On every line of the listing, check for "const"; copy the lines that have it.

Dataset.
——
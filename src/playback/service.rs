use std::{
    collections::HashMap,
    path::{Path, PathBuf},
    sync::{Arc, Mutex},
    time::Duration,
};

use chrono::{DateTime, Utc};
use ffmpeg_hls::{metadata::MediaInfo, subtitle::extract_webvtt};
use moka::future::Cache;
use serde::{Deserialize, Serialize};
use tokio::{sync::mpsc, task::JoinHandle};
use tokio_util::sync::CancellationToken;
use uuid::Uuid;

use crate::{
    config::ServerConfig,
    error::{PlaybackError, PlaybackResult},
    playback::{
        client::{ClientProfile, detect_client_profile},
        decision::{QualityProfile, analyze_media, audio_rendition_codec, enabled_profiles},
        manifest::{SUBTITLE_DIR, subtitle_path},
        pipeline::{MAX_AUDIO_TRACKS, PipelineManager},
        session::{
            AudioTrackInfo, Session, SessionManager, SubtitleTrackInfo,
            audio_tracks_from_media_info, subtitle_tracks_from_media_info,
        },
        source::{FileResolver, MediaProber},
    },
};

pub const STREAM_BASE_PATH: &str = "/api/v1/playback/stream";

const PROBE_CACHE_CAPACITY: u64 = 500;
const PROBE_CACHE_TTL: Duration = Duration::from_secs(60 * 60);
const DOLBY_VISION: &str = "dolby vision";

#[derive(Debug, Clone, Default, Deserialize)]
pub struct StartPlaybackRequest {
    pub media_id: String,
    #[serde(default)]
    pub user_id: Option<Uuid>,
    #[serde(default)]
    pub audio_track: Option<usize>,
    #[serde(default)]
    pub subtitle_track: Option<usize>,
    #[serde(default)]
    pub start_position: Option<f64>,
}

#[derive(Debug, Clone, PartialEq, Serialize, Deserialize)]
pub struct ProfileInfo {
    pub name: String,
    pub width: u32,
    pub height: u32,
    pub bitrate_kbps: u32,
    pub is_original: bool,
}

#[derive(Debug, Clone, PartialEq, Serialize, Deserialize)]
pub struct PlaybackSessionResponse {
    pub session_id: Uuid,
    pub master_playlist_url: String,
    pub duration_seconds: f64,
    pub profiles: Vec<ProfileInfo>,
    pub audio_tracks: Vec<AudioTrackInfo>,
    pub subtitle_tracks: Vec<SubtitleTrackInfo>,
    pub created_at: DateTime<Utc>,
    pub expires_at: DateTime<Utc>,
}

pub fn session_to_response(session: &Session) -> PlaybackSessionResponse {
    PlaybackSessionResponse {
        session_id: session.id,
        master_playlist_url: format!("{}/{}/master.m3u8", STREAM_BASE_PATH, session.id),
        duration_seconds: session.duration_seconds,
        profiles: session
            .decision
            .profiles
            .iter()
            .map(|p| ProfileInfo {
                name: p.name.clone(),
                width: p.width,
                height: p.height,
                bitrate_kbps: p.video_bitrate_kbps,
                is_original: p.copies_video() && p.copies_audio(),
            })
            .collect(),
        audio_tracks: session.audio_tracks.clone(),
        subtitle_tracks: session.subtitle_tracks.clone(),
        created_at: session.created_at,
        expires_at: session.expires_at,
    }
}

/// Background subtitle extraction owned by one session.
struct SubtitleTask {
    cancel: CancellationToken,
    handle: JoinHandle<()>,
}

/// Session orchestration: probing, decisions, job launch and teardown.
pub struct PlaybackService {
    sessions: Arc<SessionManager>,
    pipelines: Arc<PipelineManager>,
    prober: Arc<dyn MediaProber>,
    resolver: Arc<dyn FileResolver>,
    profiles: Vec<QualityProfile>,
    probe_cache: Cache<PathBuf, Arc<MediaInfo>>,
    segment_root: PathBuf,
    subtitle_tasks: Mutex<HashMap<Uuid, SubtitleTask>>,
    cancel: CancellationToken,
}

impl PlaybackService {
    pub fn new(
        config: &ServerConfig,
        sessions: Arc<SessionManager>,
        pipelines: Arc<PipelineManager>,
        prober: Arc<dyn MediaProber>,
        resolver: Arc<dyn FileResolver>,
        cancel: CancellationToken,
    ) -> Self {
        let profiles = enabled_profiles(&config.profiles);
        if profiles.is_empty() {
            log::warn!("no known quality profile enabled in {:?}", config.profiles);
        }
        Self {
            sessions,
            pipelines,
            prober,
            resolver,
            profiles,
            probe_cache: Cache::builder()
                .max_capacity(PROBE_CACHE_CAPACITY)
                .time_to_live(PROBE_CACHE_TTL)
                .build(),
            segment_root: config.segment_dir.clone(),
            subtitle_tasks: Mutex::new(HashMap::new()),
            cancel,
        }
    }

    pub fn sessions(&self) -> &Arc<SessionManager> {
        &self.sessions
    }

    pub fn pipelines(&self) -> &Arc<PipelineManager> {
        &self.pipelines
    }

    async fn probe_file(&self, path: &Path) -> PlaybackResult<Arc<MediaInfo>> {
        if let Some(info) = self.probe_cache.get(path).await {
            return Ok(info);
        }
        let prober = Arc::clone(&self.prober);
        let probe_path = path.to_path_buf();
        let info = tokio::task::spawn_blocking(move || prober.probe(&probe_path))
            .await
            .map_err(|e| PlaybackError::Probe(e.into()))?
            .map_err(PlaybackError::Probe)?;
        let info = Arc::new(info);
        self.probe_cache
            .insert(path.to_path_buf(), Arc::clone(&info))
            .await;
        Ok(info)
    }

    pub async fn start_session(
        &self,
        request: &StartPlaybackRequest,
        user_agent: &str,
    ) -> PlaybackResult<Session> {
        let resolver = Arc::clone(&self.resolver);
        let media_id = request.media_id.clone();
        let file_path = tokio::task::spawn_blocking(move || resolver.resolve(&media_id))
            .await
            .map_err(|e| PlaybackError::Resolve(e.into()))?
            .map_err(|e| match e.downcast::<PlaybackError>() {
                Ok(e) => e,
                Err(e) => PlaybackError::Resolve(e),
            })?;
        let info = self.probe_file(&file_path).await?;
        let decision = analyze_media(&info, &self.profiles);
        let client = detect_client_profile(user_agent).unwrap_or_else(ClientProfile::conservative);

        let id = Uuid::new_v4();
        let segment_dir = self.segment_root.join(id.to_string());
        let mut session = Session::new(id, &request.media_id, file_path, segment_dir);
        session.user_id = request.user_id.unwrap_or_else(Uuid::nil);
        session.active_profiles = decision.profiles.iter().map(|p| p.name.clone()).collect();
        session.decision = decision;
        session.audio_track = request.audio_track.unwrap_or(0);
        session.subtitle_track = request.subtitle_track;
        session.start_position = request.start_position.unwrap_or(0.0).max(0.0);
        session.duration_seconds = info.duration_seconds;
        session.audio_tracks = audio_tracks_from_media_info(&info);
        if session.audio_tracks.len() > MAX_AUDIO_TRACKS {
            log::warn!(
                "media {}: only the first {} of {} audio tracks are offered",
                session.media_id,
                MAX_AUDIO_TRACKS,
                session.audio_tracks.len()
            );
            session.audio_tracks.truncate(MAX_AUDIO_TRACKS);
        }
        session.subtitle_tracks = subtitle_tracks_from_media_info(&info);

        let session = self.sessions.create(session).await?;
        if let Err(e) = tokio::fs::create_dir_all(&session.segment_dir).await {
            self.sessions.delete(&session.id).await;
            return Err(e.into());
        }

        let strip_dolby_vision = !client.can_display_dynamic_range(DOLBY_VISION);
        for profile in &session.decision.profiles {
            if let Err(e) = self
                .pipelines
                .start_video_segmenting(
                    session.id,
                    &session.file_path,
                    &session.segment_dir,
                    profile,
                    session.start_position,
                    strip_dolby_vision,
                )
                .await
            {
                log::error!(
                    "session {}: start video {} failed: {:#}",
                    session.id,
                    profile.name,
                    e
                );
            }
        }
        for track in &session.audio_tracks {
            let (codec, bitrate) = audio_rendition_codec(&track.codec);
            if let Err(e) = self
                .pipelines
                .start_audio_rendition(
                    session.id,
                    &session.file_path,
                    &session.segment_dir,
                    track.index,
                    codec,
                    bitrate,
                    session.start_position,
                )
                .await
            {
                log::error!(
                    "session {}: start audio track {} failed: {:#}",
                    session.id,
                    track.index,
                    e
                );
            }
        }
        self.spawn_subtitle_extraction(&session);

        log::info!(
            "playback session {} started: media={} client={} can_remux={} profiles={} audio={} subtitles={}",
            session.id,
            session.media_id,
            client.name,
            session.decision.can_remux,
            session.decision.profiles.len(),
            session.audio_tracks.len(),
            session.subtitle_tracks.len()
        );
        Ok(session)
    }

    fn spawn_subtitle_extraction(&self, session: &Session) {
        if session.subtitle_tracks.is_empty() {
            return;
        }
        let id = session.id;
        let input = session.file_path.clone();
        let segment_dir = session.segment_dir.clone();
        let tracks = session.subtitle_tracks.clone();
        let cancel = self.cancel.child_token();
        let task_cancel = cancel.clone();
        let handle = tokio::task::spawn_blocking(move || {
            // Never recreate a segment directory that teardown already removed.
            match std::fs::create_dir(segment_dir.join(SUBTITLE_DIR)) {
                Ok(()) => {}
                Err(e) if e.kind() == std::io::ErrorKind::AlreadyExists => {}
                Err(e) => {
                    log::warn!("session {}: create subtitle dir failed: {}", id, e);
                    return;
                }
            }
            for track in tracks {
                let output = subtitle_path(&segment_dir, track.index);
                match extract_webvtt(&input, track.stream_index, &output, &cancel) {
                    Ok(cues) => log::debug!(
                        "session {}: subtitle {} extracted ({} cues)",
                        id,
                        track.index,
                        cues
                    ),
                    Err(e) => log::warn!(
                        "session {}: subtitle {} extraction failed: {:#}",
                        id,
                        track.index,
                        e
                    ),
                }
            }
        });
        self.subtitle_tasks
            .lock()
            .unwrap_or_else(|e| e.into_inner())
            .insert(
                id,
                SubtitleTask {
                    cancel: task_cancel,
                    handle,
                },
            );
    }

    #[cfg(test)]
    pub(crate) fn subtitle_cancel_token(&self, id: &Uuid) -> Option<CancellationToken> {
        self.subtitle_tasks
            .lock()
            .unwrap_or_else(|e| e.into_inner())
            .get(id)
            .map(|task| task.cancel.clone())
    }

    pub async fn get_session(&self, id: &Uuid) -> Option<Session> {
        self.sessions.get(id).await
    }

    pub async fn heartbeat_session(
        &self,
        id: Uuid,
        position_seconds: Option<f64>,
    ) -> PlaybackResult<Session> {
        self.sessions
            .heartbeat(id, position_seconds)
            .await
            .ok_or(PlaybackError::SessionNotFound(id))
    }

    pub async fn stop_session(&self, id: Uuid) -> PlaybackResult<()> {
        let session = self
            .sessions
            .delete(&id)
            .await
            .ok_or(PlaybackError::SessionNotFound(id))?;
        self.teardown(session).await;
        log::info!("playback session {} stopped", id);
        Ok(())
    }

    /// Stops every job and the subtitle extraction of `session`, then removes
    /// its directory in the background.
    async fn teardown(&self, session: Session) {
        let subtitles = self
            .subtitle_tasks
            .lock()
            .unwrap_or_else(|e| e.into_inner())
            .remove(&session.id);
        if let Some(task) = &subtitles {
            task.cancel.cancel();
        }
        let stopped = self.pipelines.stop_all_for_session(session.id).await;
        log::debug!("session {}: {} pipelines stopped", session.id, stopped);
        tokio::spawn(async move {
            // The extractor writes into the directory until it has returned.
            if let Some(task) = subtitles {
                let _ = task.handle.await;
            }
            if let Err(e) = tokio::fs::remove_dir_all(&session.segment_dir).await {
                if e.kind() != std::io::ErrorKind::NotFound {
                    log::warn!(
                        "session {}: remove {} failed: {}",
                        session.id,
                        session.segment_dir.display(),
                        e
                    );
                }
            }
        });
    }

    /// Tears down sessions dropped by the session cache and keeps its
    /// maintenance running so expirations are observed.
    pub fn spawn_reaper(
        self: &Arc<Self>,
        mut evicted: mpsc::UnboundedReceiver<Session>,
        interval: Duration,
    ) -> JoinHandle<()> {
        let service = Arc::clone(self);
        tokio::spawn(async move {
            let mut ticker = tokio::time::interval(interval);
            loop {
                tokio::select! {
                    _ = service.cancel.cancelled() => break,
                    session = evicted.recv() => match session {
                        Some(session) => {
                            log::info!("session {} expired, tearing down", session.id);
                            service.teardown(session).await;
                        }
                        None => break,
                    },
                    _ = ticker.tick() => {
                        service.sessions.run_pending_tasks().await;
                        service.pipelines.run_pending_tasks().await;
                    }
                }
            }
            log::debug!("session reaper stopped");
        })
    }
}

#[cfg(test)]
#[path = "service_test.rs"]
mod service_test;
——
Result below.
pub const STREAM_BASE_PATH: &str = "/api/v1/playback/stream";
const PROBE_CACHE_CAPACITY: u64 = 500;
const PROBE_CACHE_TTL: Duration = Duration::from_secs(60 * 60);
const DOLBY_VISION: &str = "dolby vision";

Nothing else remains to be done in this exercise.